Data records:
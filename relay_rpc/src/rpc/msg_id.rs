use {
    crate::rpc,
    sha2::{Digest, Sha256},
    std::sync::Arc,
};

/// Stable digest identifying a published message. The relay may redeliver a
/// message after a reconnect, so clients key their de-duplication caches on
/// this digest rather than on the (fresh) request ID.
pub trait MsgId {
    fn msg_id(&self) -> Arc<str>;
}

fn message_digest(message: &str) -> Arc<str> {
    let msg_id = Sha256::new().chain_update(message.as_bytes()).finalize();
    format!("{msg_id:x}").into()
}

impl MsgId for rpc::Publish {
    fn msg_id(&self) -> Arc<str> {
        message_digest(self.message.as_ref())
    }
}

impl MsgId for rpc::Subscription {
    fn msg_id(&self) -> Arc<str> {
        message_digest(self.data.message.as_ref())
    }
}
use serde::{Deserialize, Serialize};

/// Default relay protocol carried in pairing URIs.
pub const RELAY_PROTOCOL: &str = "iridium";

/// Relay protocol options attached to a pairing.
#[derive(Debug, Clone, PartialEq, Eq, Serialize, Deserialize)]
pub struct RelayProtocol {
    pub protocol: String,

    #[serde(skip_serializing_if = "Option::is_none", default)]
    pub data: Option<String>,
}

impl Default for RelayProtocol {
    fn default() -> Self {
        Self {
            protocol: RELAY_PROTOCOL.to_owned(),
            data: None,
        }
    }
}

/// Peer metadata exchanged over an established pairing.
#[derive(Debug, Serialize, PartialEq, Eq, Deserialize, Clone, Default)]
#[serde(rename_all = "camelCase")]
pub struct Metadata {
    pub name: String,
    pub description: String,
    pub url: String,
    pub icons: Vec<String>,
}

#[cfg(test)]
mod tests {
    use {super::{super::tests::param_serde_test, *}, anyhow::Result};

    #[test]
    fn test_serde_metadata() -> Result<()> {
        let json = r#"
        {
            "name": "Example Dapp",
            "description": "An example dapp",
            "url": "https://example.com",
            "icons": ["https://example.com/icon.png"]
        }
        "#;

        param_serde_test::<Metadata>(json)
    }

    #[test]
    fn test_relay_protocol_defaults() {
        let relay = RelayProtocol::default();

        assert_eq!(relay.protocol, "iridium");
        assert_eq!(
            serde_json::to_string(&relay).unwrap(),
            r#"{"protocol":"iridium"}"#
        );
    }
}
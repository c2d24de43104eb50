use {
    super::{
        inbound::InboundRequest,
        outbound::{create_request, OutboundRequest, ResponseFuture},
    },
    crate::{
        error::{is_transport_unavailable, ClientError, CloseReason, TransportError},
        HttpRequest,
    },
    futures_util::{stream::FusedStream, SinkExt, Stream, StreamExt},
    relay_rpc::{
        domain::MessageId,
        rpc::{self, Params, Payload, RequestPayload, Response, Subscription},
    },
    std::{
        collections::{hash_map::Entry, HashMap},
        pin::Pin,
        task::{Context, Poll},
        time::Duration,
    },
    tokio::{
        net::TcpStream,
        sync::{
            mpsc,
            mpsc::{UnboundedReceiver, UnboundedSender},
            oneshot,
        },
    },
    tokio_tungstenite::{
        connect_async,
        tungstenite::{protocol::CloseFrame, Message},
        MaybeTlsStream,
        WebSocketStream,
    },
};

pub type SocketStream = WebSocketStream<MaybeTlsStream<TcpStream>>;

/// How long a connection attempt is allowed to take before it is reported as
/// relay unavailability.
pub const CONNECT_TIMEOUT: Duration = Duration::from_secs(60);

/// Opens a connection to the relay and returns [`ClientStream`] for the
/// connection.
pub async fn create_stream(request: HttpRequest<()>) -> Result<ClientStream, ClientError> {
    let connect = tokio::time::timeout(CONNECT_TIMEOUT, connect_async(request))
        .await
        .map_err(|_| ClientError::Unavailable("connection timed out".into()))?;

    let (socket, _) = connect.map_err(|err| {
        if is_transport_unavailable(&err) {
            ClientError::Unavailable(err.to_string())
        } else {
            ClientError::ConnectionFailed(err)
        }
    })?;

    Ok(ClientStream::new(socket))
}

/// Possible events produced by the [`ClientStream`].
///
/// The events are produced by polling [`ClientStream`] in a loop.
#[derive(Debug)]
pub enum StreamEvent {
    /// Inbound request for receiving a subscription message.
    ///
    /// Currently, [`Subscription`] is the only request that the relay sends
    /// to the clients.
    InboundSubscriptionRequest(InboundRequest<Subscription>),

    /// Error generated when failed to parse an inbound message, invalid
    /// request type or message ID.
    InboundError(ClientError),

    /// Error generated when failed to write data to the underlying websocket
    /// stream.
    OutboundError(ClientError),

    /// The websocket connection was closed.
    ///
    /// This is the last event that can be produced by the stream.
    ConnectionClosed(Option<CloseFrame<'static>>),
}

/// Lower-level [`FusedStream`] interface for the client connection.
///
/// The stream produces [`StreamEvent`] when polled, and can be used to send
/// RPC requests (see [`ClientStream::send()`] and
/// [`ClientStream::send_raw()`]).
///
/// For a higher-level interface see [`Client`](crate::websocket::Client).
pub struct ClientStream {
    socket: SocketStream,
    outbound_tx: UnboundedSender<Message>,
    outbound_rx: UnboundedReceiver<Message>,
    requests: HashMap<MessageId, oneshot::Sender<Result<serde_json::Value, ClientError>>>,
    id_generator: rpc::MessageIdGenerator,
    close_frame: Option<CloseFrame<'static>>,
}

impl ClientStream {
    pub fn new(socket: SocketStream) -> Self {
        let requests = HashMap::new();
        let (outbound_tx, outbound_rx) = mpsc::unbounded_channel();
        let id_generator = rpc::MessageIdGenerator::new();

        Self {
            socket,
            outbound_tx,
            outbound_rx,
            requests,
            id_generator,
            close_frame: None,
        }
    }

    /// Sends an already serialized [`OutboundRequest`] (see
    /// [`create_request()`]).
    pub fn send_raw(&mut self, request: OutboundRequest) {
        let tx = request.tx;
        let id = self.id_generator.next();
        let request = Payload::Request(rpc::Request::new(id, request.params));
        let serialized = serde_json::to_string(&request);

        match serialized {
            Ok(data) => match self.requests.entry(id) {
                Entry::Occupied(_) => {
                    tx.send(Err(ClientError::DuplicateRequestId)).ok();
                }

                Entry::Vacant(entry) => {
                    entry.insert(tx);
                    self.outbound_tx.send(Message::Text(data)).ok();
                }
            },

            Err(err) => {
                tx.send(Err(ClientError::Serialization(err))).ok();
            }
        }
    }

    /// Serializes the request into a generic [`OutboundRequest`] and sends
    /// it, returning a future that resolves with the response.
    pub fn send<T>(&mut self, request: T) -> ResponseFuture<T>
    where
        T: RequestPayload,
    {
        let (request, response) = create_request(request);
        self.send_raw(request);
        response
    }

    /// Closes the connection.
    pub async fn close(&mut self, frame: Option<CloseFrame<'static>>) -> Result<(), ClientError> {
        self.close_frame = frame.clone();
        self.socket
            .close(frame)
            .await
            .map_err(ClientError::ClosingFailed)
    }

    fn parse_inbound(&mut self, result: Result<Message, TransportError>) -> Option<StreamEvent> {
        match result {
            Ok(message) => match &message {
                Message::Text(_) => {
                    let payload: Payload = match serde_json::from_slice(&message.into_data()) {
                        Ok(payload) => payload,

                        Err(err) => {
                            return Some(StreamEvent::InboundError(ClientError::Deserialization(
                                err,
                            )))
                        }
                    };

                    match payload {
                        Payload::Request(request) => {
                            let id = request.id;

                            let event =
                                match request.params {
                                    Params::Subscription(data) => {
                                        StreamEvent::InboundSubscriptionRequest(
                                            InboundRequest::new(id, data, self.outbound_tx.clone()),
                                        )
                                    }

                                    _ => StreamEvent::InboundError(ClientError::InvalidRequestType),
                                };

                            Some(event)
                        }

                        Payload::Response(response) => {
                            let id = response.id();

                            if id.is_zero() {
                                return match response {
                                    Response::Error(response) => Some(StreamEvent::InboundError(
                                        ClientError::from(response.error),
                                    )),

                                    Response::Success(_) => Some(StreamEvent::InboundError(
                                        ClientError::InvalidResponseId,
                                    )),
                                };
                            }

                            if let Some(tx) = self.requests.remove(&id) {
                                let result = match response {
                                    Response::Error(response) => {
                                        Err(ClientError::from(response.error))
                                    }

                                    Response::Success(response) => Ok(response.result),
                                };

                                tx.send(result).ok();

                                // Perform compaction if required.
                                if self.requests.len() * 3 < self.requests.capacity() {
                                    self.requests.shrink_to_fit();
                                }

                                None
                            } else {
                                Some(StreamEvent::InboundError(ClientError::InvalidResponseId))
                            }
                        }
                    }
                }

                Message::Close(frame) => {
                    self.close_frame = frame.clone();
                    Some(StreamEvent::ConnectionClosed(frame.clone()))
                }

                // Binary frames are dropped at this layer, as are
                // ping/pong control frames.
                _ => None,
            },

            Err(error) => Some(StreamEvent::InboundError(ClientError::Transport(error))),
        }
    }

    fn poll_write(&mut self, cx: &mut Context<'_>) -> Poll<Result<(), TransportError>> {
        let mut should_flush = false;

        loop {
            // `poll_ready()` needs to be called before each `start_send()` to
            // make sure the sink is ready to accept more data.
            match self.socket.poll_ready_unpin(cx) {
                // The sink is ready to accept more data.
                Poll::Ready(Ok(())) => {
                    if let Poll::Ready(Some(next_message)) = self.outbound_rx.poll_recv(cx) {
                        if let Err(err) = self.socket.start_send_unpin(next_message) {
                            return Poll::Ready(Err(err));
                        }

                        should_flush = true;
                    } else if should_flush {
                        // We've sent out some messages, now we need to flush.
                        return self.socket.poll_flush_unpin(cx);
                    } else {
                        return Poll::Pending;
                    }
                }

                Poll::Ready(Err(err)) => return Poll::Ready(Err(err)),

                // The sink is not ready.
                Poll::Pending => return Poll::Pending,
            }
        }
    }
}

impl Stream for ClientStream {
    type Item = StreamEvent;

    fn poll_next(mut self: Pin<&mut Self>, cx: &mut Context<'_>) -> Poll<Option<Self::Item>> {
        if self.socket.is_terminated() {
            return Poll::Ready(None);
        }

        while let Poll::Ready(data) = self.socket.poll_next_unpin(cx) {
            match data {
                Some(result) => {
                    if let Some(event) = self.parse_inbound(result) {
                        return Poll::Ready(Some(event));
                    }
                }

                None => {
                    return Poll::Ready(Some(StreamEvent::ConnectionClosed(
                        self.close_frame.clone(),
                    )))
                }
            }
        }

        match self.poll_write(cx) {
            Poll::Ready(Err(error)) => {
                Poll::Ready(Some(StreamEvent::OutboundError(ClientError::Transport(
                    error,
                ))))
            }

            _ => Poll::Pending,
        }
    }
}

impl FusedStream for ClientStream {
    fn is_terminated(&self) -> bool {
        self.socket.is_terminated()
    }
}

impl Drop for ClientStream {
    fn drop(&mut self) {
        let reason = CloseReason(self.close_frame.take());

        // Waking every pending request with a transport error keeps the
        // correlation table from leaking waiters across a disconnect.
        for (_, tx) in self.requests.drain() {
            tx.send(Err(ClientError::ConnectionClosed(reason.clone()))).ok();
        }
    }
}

• [Task goal] Only lines that contain "impl" are needed, so copy each of them from the data.

• [Written solution]
impl MsgId for rpc::Publish {
impl MsgId for rpc::Subscription {
impl Default for RelayProtocol {
impl ClientStream {
impl Stream for ClientStream {
impl FusedStream for ClientStream {
impl Drop for ClientStream {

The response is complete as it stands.